CIANJUR —Kabar Khatulistiwa.
 Harga ayam potong di Pasar Muka, Kecamatan Cianjur, mengalami kenaikan cukup signifikan. Harga yang sebelumnya berada di kisaran Rp33 ribu per kilogram, kini mencapai Rp45 ribu per kilogram.

Kenaikan harga tersebut diduga terjadi setelah program Makan Bergizi Gratis (MBG) kembali berjalan, setelah sebelumnya sempat libur selama beberapa pekan.
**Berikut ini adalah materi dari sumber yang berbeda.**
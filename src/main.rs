//! # Wiki Mirror CLI (`mirror`)
//!
//! ## Commands
//!
//! | Command | Description |
//! |---------|-------------|
//! | `mirror sync <SPACE>` | Fetch pages that are not archived yet |
//! | `mirror sync <SPACE> --full` | Refetch every page in the space |
//! | `mirror hierarchy <SPACE>` | Rewrite the space's hierarchy index only |
//! | `mirror status` | Summarize the local archive |
//!
//! The session credential is read from the environment variable named by
//! `remote.session_env` (default `MIRROR_SESSION`). Logs go to stderr and
//! honour `RUST_LOG`.

use clap::{Parser, Subcommand};
use std::path::PathBuf;
use tracing_subscriber::EnvFilter;

use wiki_mirror::config;
use wiki_mirror::connector_confluence::ConfluenceClient;
use wiki_mirror::markup::HtmlToMarkdown;
use wiki_mirror::progress::ProgressMode;
use wiki_mirror::status;
use wiki_mirror::sync::{self, SyncContext, SyncMode, SyncOptions};

/// Mirror a wiki space into a local Markdown archive.
#[derive(Parser)]
#[command(
    name = "mirror",
    version,
    about = "Incrementally mirror a wiki space into local Markdown files"
)]
struct Cli {
    /// Path to configuration file (TOML).
    #[arg(long, global = true, default_value = "./config/mirror.toml")]
    config: PathBuf,

    /// Progress output on stderr. Defaults to `human` on a terminal.
    #[arg(long, global = true, value_enum)]
    progress: Option<ProgressMode>,

    #[command(subcommand)]
    command: Commands,
}

#[derive(Subcommand)]
enum Commands {
    /// Fetch pages of a space that have no archived copy yet.
    ///
    /// Lists the space, rewrites its hierarchy index, then downloads each
    /// missing page in random order with a randomized pause between pages.
    Sync {
        /// Space key (e.g. `ARR`).
        space: String,

        /// Ignore the archive and refetch every page.
        #[arg(long)]
        full: bool,

        /// Report what would be fetched without fetching or writing anything.
        #[arg(long)]
        dry_run: bool,

        /// Fetch at most this many pages in this run.
        #[arg(long)]
        limit: Option<usize>,
    },

    /// Rewrite the hierarchy index of a space without fetching pages.
    Hierarchy {
        /// Space key (e.g. `ARR`).
        space: String,
    },

    /// Show what is archived locally. Makes no remote calls.
    Status,
}

#[tokio::main]
async fn main() -> anyhow::Result<()> {
    tracing_subscriber::fmt()
        .with_env_filter(
            EnvFilter::try_from_default_env().unwrap_or_else(|_| EnvFilter::new("info")),
        )
        .with_writer(std::io::stderr)
        .init();

    let cli = Cli::parse();
    let cfg = config::load_config(&cli.config)?;

    match cli.command {
        Commands::Status => {
            status::print_status(&cfg)?;
        }
        Commands::Hierarchy { space } => {
            let ctx = build_context(cfg, cli.progress)?;
            let path = ctx.run_hierarchy(&space).await?;
            println!("hierarchy {}", space);
            println!("  written: {}", path.display());
            println!("ok");
        }
        Commands::Sync {
            space,
            full,
            dry_run,
            limit,
        } => {
            let ctx = build_context(cfg, cli.progress)?;
            let options = SyncOptions {
                mode: if full { SyncMode::Full } else { SyncMode::Delta },
                dry_run,
                limit,
            };
            let report = ctx.run_sync(&space, &options).await?;
            sync::print_report(&report);
        }
    }

    Ok(())
}

fn build_context(
    cfg: config::Config,
    progress: Option<ProgressMode>,
) -> anyhow::Result<SyncContext> {
    let client = ConfluenceClient::from_config(&cfg)?;
    let progress = progress.unwrap_or_else(ProgressMode::default_for_tty);
    Ok(
        SyncContext::new(cfg, Box::new(client), Box::new(HtmlToMarkdown))
            .with_progress(progress.reporter()),
    )
}
//! Runs the `mirror` binary against a local fake of the remote REST API.

use axum::{
    extract::{Path as UrlPath, Query, State},
    http::{header, HeaderMap, StatusCode},
    response::{IntoResponse, Response},
    routing::get,
    Json, Router,
};
use serde_json::json;
use std::collections::HashMap;
use std::fs;
use std::net::SocketAddr;
use std::path::{Path, PathBuf};
use std::process::Command;
use std::sync::Arc;
use tempfile::TempDir;

const SESSION: &str = "test-session";

// ─── Fake remote ────────────────────────────────────────────────────

struct Remote {
    pages: Vec<(&'static str, &'static str, i64)>,
    children: HashMap<&'static str, Vec<&'static str>>,
    broken: Vec<&'static str>,
}

type Shared = Arc<Remote>;

fn authorized(headers: &HeaderMap) -> bool {
    headers
        .get(header::COOKIE)
        .and_then(|v| v.to_str().ok())
        .map(|v| v == format!("JSESSIONID={}", SESSION))
        .unwrap_or(false)
}

fn param(q: &HashMap<String, String>, key: &str, default: usize) -> usize {
    q.get(key).and_then(|v| v.parse().ok()).unwrap_or(default)
}

async fn list_content(
    State(remote): State<Shared>,
    headers: HeaderMap,
    Query(q): Query<HashMap<String, String>>,
) -> Response {
    if !authorized(&headers) {
        return StatusCode::UNAUTHORIZED.into_response();
    }
    let start = param(&q, "start", 0);
    let limit = param(&q, "limit", 25);
    let results: Vec<_> = remote
        .pages
        .iter()
        .skip(start)
        .take(limit)
        .map(|(id, title, pos)| {
            json!({
                "id": id,
                "type": "page",
                "status": "current",
                "title": title,
                "position": pos,
                "version": {"by": {"username": "editor"}, "when": "2024-05-05T08:00:00.000Z"}
            })
        })
        .collect();
    let size = results.len();
    Json(json!({"results": results, "start": start, "limit": limit, "size": size})).into_response()
}

async fn list_children(
    State(remote): State<Shared>,
    headers: HeaderMap,
    UrlPath(id): UrlPath<String>,
    Query(q): Query<HashMap<String, String>>,
) -> Response {
    if !authorized(&headers) {
        return StatusCode::UNAUTHORIZED.into_response();
    }
    let start = param(&q, "start", 0);
    let limit = param(&q, "limit", 25);
    let results: Vec<_> = remote
        .children
        .get(id.as_str())
        .cloned()
        .unwrap_or_default()
        .into_iter()
        .skip(start)
        .take(limit)
        .map(|c| json!({"id": c, "type": "page"}))
        .collect();
    let size = results.len();
    Json(json!({"results": results, "size": size})).into_response()
}

async fn get_content(
    State(remote): State<Shared>,
    headers: HeaderMap,
    UrlPath(id): UrlPath<String>,
) -> Response {
    if !authorized(&headers) {
        return StatusCode::UNAUTHORIZED.into_response();
    }
    if remote.broken.iter().any(|b| *b == id) {
        return StatusCode::INTERNAL_SERVER_ERROR.into_response();
    }
    match remote.pages.iter().find(|(pid, _, _)| *pid == id) {
        Some((pid, title, pos)) => Json(json!({
            "id": pid,
            "type": "page",
            "status": "current",
            "title": title,
            "position": pos,
            "body": {"view": {"value": format!(
                "<div class=\"contentLayout2\"><div class=\"columnLayout\"><p>Welcome to <strong>{}</strong>.</p></div></div>",
                title
            )}}
        }))
        .into_response(),
        None => StatusCode::NOT_FOUND.into_response(),
    }
}

async fn start_remote() -> SocketAddr {
    let mut children = HashMap::new();
    children.insert("2001", vec!["2002", "2003"]);
    let remote = Arc::new(Remote {
        pages: vec![
            ("2001", "Space Home", 0),
            ("2002", "Broken Page", 1),
            ("2003", "Guide: Setup & Use", 2),
        ],
        children,
        broken: vec!["2002"],
    });

    let app = Router::new()
        .route("/rest/api/content", get(list_content))
        .route("/rest/api/content/{id}", get(get_content))
        .route("/rest/api/content/{id}/child/page", get(list_children))
        .with_state(remote);

    let listener = tokio::net::TcpListener::bind("127.0.0.1:0").await.unwrap();
    let addr = listener.local_addr().unwrap();
    tokio::spawn(async move {
        axum::serve(listener, app).await.unwrap();
    });
    addr
}

// ─── Helpers ────────────────────────────────────────────────────────

fn write_config(tmp: &TempDir, addr: SocketAddr) -> PathBuf {
    let config = format!(
        r#"[remote]
base_url = "http://{}"

[archive]
root = "{}/archive"

[listing]
page_size = 2

[politeness]
page_delay_min = 0.0
page_delay_max = 0.0
child_delay_min = 0.0
child_delay_max = 0.0
item_delay_min = 0.0
item_delay_max = 0.0
"#,
        addr,
        tmp.path().display()
    );
    let path = tmp.path().join("mirror.toml");
    fs::write(&path, config).unwrap();
    path
}

async fn run_mirror(
    config: &Path,
    args: &[&str],
    session: Option<&str>,
) -> (String, String, bool) {
    let mut cmd = Command::new(env!("CARGO_BIN_EXE_mirror"));
    cmd.arg("--config")
        .arg(config)
        .arg("--progress")
        .arg("off")
        .args(args)
        .env("RUST_LOG", "warn");
    match session {
        Some(s) => cmd.env("MIRROR_SESSION", s),
        None => cmd.env_remove("MIRROR_SESSION"),
    };

    let output = tokio::task::spawn_blocking(move || cmd.output())
        .await
        .unwrap()
        .expect("failed to run mirror binary");
    (
        String::from_utf8_lossy(&output.stdout).to_string(),
        String::from_utf8_lossy(&output.stderr).to_string(),
        output.status.success(),
    )
}

// ─── Tests ──────────────────────────────────────────────────────────

#[tokio::test(flavor = "multi_thread", worker_threads = 2)]
async fn sync_then_resync_over_http() {
    let addr = start_remote().await;
    let tmp = TempDir::new().unwrap();
    let config = write_config(&tmp, addr);
    let archive = tmp.path().join("archive");

    let (stdout, stderr, ok) = run_mirror(&config, &["sync", "ARR"], Some(SESSION)).await;
    assert!(ok, "sync failed: {}", stderr);
    assert!(stdout.contains("remote items: 3"), "{}", stdout);
    assert!(stdout.contains("attempted: 3"), "{}", stdout);
    assert!(stdout.contains("saved: 2"), "{}", stdout);
    assert!(stdout.contains("failed: 1"), "{}", stdout);

    let home = fs::read_to_string(archive.join("2001_Space_Home.md")).unwrap();
    assert!(home.ends_with("---\n\nWelcome to **Space Home**."));
    assert!(archive.join("2003_Guide_Setup__Use.md").exists());

    let hierarchy = fs::read_to_string(archive.join("ARR_hierarchy.md")).unwrap();
    assert!(hierarchy.contains(
        "- **Space Home** (ID: 2001, Position: 0, Last modified: 2024-05-05T08:00:00.000Z, Author: editor, Children: [2002, 2003])"
    ));

    // Only the page that failed is planned again.
    let (stdout, _, ok) = run_mirror(&config, &["sync", "ARR"], Some(SESSION)).await;
    assert!(ok);
    assert!(stdout.contains("planned: 1"), "{}", stdout);
    assert!(stdout.contains("saved: 0"), "{}", stdout);

    let (stdout, _, ok) = run_mirror(&config, &["status"], None).await;
    assert!(ok);
    assert!(stdout.contains("archived documents: 2"), "{}", stdout);
    assert!(stdout.contains("ARR"));
}

#[tokio::test(flavor = "multi_thread", worker_threads = 2)]
async fn hierarchy_command_fetches_no_bodies() {
    let addr = start_remote().await;
    let tmp = TempDir::new().unwrap();
    let config = write_config(&tmp, addr);

    let (stdout, stderr, ok) = run_mirror(&config, &["hierarchy", "ARR"], Some(SESSION)).await;
    assert!(ok, "hierarchy failed: {}", stderr);
    assert!(stdout.contains("ok"));

    let archive = tmp.path().join("archive");
    let names: Vec<String> = fs::read_dir(&archive)
        .unwrap()
        .map(|e| e.unwrap().file_name().to_string_lossy().to_string())
        .collect();
    assert_eq!(names, vec!["ARR_hierarchy.md".to_string()]);
}

#[tokio::test(flavor = "multi_thread", worker_threads = 2)]
async fn dry_run_reports_plan() {
    let addr = start_remote().await;
    let tmp = TempDir::new().unwrap();
    let config = write_config(&tmp, addr);

    let (stdout, _, ok) = run_mirror(&config, &["sync", "ARR", "--dry-run"], Some(SESSION)).await;
    assert!(ok);
    assert!(stdout.contains("dry-run"));
    assert!(stdout.contains("would fetch: 3"));
    assert!(!tmp.path().join("archive").exists());
}

#[tokio::test(flavor = "multi_thread", worker_threads = 2)]
async fn missing_session_is_reported() {
    let addr = start_remote().await;
    let tmp = TempDir::new().unwrap();
    let config = write_config(&tmp, addr);

    let (_, stderr, ok) = run_mirror(&config, &["sync", "ARR"], None).await;
    assert!(!ok);
    assert!(stderr.contains("MIRROR_SESSION"), "{}", stderr);
}

#[tokio::test(flavor = "multi_thread", worker_threads = 2)]
async fn rejected_session_halts_sync() {
    let addr = start_remote().await;
    let tmp = TempDir::new().unwrap();
    let config = write_config(&tmp, addr);

    let (_, stderr, ok) = run_mirror(&config, &["sync", "ARR"], Some("expired")).await;
    assert!(!ok);
    assert!(stderr.contains("No pages found"), "{}", stderr);
    assert!(!tmp.path().join("archive").exists());
}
Aries (34), salah seorang pedagang ayam di Pasar Muka, mengatakan kenaikan harga mulai dirasakan setelah program MBG kembali dilaksanakan. Hal tersebut disampaikannya kepada wartawan, Kamis (20/8/2026).
Menurut Aries, ketika program MBG sempat libur, harga ayam cenderung normal, bahkan lebih murah dibandingkan harga saat ini.

“Buktinya kemarin waktu MBG libur, harga ayam normal bahkan lebih murah,” ujar Aries.

Ia menambahkan, kenaikan harga ayam juga mulai berdampak terhadap daya beli masyarakat. Pembeli yang sebelumnya mampu membeli hingga dua kilogram, kini sebagian hanya membeli satu kilogram.

“Naiknya harga ayam ini berpengaruh kepada pembeli. Tadinya bisa beli dua kilo, sekarang hanya satu kilo,” katanya.
Aries berharap pemerintah dapat turun langsung ke lapangan untuk memantau perkembangan harga ayam di pasaran sekaligus mencari tahu faktor yang menyebabkan kenaikan tersebut.

“Kami berharap pemerintah turun ke lapangan dan mengecek langsung harga ayam, supaya diketahui apa penyebab kenaikannya,” pungkasnya.

Kenaikan harga ayam potong ini diharapkan mendapat perhatian pemerintah, terutama untuk memastikan stabilitas harga dan menjaga daya beli masyarakat di tengah kembali berlangsungnya program MBG.